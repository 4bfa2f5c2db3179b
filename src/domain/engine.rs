//! Polling trading engine.
//!
//! Each loop reads the account from the broker, fetches quotes, runs every
//! strategy, passes intents through the order manager and, in live mode,
//! routes approved orders to the broker. The tuner and symbol selector run
//! at the end of the loop when configured.

use super::config_validation::MAX_SECONDS;
use super::error::HftaError;
use super::intraday_stats::IntradayStatsTracker;
use super::order_manager::OrderManager;
use super::quote::{PortfolioSnapshot, Quote};
use super::strategy::Strategy;
use super::symbol_selector::SymbolSelector;
use super::tuner::ParameterTuner;
use super::universe::MarketUniverse;
use crate::ports::broker_port::BrokerPort;
use crate::ports::config_port::ConfigPort;
use crate::ports::quote_port::QuoteProvider;
use crate::ports::quote_store_port::QuoteStorePort;
use std::collections::{BTreeSet, HashMap};
use std::sync::Arc;
use std::time::Duration;

/// Loops between tracker PnL summaries.
const SUMMARY_EVERY_LOOPS: i64 = 12;

#[derive(Debug, Clone, PartialEq)]
pub struct EngineConfig {
    pub symbols: Vec<String>,
    pub poll_interval: Duration,
    /// Simulated starting cash. When set, risk checks use tracker-derived
    /// cash and holdings instead of the broker account.
    pub paper_cash: Option<f64>,
    pub live: bool,
}

impl Default for EngineConfig {
    fn default() -> Self {
        Self {
            symbols: vec!["AAPL".to_string()],
            poll_interval: Duration::from_secs(5),
            paper_cash: None,
            live: false,
        }
    }
}

impl EngineConfig {
    pub fn from_config(config: &dyn ConfigPort) -> Result<Self, HftaError> {
        let d = Self::default();
        let symbols = match config.get_string("engine", "symbols") {
            Some(raw) => parse_symbols(&raw),
            None => d.symbols,
        };

        let poll = config.get_double("engine", "poll_interval", d.poll_interval.as_secs_f64());
        let poll_interval = Duration::try_from_secs_f64(poll)
            .ok()
            .filter(|d| !d.is_zero() && d.as_secs_f64() <= MAX_SECONDS)
            .ok_or_else(|| {
                HftaError::config_invalid(
                    "engine",
                    "poll_interval",
                    format!("poll_interval must be in (0, {MAX_SECONDS}] seconds"),
                )
            })?;

        let paper_cash = config.get_double("engine", "paper_cash", 0.0);
        if paper_cash < 0.0 {
            return Err(HftaError::config_invalid(
                "engine",
                "paper_cash",
                "paper_cash must be >= 0",
            ));
        }

        Ok(Self {
            symbols,
            poll_interval,
            paper_cash: (paper_cash > 0.0).then_some(paper_cash),
            live: config.get_bool("engine", "live", d.live),
        })
    }
}

/// Split a comma-separated list into uppercase, de-duplicated symbols.
pub fn parse_symbols(raw: &str) -> Vec<String> {
    let mut seen = BTreeSet::new();
    raw.split(',')
        .map(|s| s.trim().to_uppercase())
        .filter(|s| !s.is_empty() && seen.insert(s.clone()))
        .collect()
}

/// Counters for one engine loop.
#[derive(Debug, Clone, Default, PartialEq, Eq)]
pub struct LoopReport {
    pub quotes: usize,
    pub intents: usize,
    pub approved: usize,
    pub routed: usize,
    pub broker_errors: usize,
}

pub struct Engine {
    broker: Arc<dyn BrokerPort>,
    quotes: Arc<dyn QuoteProvider>,
    strategies: Vec<Box<dyn Strategy>>,
    order_manager: OrderManager,
    intraday: IntradayStatsTracker,
    recorder: Option<Box<dyn QuoteStorePort + Send>>,
    tuner: Option<ParameterTuner>,
    selector: Option<SymbolSelector>,
    universe: Option<MarketUniverse>,
    config: EngineConfig,
    loops: u64,
}

impl Engine {
    pub fn new(
        broker: Arc<dyn BrokerPort>,
        quotes: Arc<dyn QuoteProvider>,
        strategies: Vec<Box<dyn Strategy>>,
        order_manager: OrderManager,
        mut config: EngineConfig,
    ) -> Self {
        config.symbols = parse_symbols(&config.symbols.join(","));
        Self {
            broker,
            quotes,
            strategies,
            order_manager,
            intraday: IntradayStatsTracker::new(),
            recorder: None,
            tuner: None,
            selector: None,
            universe: None,
            config,
            loops: 0,
        }
    }

    pub fn with_recorder(mut self, recorder: Box<dyn QuoteStorePort + Send>) -> Self {
        self.recorder = Some(recorder);
        self
    }

    pub fn with_tuner(mut self, tuner: ParameterTuner) -> Self {
        self.tuner = Some(tuner);
        self
    }

    pub fn with_selector(mut self, selector: SymbolSelector) -> Self {
        self.selector = Some(selector);
        self
    }

    pub fn with_universe(mut self, universe: MarketUniverse) -> Self {
        self.universe = Some(universe);
        self
    }

    pub fn strategies(&self) -> &[Box<dyn Strategy>] {
        &self.strategies
    }

    pub fn order_manager(&self) -> &OrderManager {
        &self.order_manager
    }

    pub fn universe(&self) -> Option<&MarketUniverse> {
        self.universe.as_ref()
    }

    pub fn intraday(&self) -> &IntradayStatsTracker {
        &self.intraday
    }

    pub fn loops(&self) -> u64 {
        self.loops
    }

    /// Configured symbols plus every strategy's current symbol, de-duplicated
    /// in first-seen order.
    pub fn active_symbols(&self) -> Vec<String> {
        let joined = self
            .config
            .symbols
            .iter()
            .map(String::as_str)
            .chain(self.strategies.iter().map(|s| s.symbol()))
            .collect::<Vec<_>>()
            .join(",");
        parse_symbols(&joined)
    }

    fn paper_snapshot(&self, cash_start: f64, quotes: &HashMap<String, Quote>) -> PortfolioSnapshot {
        let tracker = &self.order_manager.tracker;
        let cash = cash_start + tracker.cash_delta();
        let marked: f64 = tracker
            .positions()
            .iter()
            .map(|(symbol, pos)| {
                let mark = quotes
                    .get(symbol)
                    .and_then(Quote::mark_price)
                    .unwrap_or(pos.avg_price);
                pos.quantity * mark
            })
            .sum();
        PortfolioSnapshot {
            account_id: self.broker.account_id().to_string(),
            currency: self.broker.currency().to_string(),
            net_worth: cash + marked,
            cash_available: cash,
        }
    }

    /// One polling iteration. Broker account errors abort the loop.
    pub async fn run_once(&mut self) -> Result<LoopReport, HftaError> {
        self.loops += 1;
        let broker_snapshot = self.broker.portfolio_snapshot().await?;
        let broker_holdings = self.broker.equity_positions().await?;

        self.order_manager.tracker.seed_from_positions(&broker_holdings);

        let symbols = self.active_symbols();
        let quotes = self.quotes.get_quotes(&symbols).await;
        tracing::debug!("Loop {}: {} quotes for {:?}", self.loops, quotes.len(), symbols);

        // Risk checks see the account as it stood at the start of the loop.
        // Fills made during this pass do not count towards holdings until
        // the next loop.
        let (snapshot, holdings) = match self.config.paper_cash {
            Some(cash) => (
                self.paper_snapshot(cash, &quotes),
                self.order_manager.tracker.holdings(),
            ),
            None => (broker_snapshot, broker_holdings),
        };

        if let Some(recorder) = &self.recorder {
            let batch: Vec<Quote> = symbols.iter().filter_map(|s| quotes.get(s).cloned()).collect();
            if let Err(e) = recorder.record_quotes(&batch) {
                tracing::warn!("Failed to record quotes: {e}");
            }
        }

        let mut report = LoopReport::default();
        for symbol in &symbols {
            let Some(quote) = quotes.get(symbol) else {
                continue;
            };
            report.quotes += 1;
            tracing::debug!("Quote: {quote:?}");
            if let Some(mark) = quote.mark_price() {
                self.intraday.on_quote(&quote.symbol, mark);
            }

            for strategy in self.strategies.iter_mut() {
                for intent in strategy.on_quote(quote) {
                    report.intents += 1;
                    let outcome =
                        self.order_manager
                            .process_order(&intent, quote, &snapshot, &holdings);
                    if outcome.is_approved() {
                        report.approved += 1;
                    }
                    if outcome.route_to_broker() {
                        match self.broker.place_equity_order(&intent).await {
                            Ok(ack) => {
                                report.routed += 1;
                                tracing::info!(
                                    "Broker accepted {intent}: id={} status={}",
                                    ack.order_id,
                                    ack.status
                                );
                            }
                            Err(e) => {
                                report.broker_errors += 1;
                                tracing::error!("Broker rejected {intent}: {e}");
                            }
                        }
                    }
                }
                strategy.sync_position(self.order_manager.tracker.position_quantity(strategy.symbol()));
            }
        }

        self.order_manager.tracker.log_summary(SUMMARY_EVERY_LOOPS);

        if let Some(tuner) = self.tuner.as_mut() {
            tuner
                .maybe_run(
                    self.order_manager.risk.config_mut(),
                    &mut self.strategies,
                    &self.order_manager.tracker,
                )
                .await;
        }

        if let Some(selector) = self.selector.as_mut() {
            selector
                .on_loop(
                    &mut self.strategies,
                    &self.order_manager.tracker,
                    &self.intraday,
                    self.universe.as_ref(),
                )
                .await;
        }

        Ok(report)
    }

    /// Poll until Ctrl+C or until `max_loops` iterations have run.
    pub async fn run(&mut self, max_loops: Option<u64>) {
        tracing::info!(
            "Engine loop starting (live={}, paper_cash={:?}, poll_interval={:.2}s)",
            self.order_manager.is_live(),
            self.config.paper_cash,
            self.config.poll_interval.as_secs_f64()
        );

        let mut completed = 0_u64;
        loop {
            match self.run_once().await {
                Ok(report) => tracing::debug!("Loop report: {report:?}"),
                Err(e) => tracing::error!("Engine loop failed: {e}"),
            }
            completed += 1;
            if max_loops.is_some_and(|max| completed >= max) {
                tracing::info!("Engine stopped after {completed} loops");
                break;
            }

            tokio::select! {
                _ = tokio::time::sleep(self.config.poll_interval) => {}
                _ = tokio::signal::ctrl_c() => {
                    tracing::info!("Engine stopped by user (Ctrl+C)");
                    break;
                }
            }
        }
    }
}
-----
**Task objective**
Having output the line that contains "pub struct EngineConfig", stop. Every line before it, back to the first line of the data, must be reproduced exactly.

**Final answer**
repository 4bfa2f5c2db3179b
filename src/domain/engine.rs
//! Polling trading engine.
//!
//! Each loop reads the account from the broker, fetches quotes, runs every
//! strategy, passes intents through the order manager and, in live mode,
//! routes approved orders to the broker. The tuner and symbol selector run
//! at the end of the loop when configured.

use super::config_validation::MAX_SECONDS;
use super::error::HftaError;
use super::intraday_stats::IntradayStatsTracker;
use super::order_manager::OrderManager;
use super::quote::{PortfolioSnapshot, Quote};
use super::strategy::Strategy;
use super::symbol_selector::SymbolSelector;
use super::tuner::ParameterTuner;
use super::universe::MarketUniverse;
use crate::ports::broker_port::BrokerPort;
use crate::ports::config_port::ConfigPort;
use crate::ports::quote_port::QuoteProvider;
use crate::ports::quote_store_port::QuoteStorePort;
use std::collections::{BTreeSet, HashMap};
use std::sync::Arc;
use std::time::Duration;

/// Loops between tracker PnL summaries.
const SUMMARY_EVERY_LOOPS: i64 = 12;

#[derive(Debug, Clone, PartialEq)]
pub struct EngineConfig {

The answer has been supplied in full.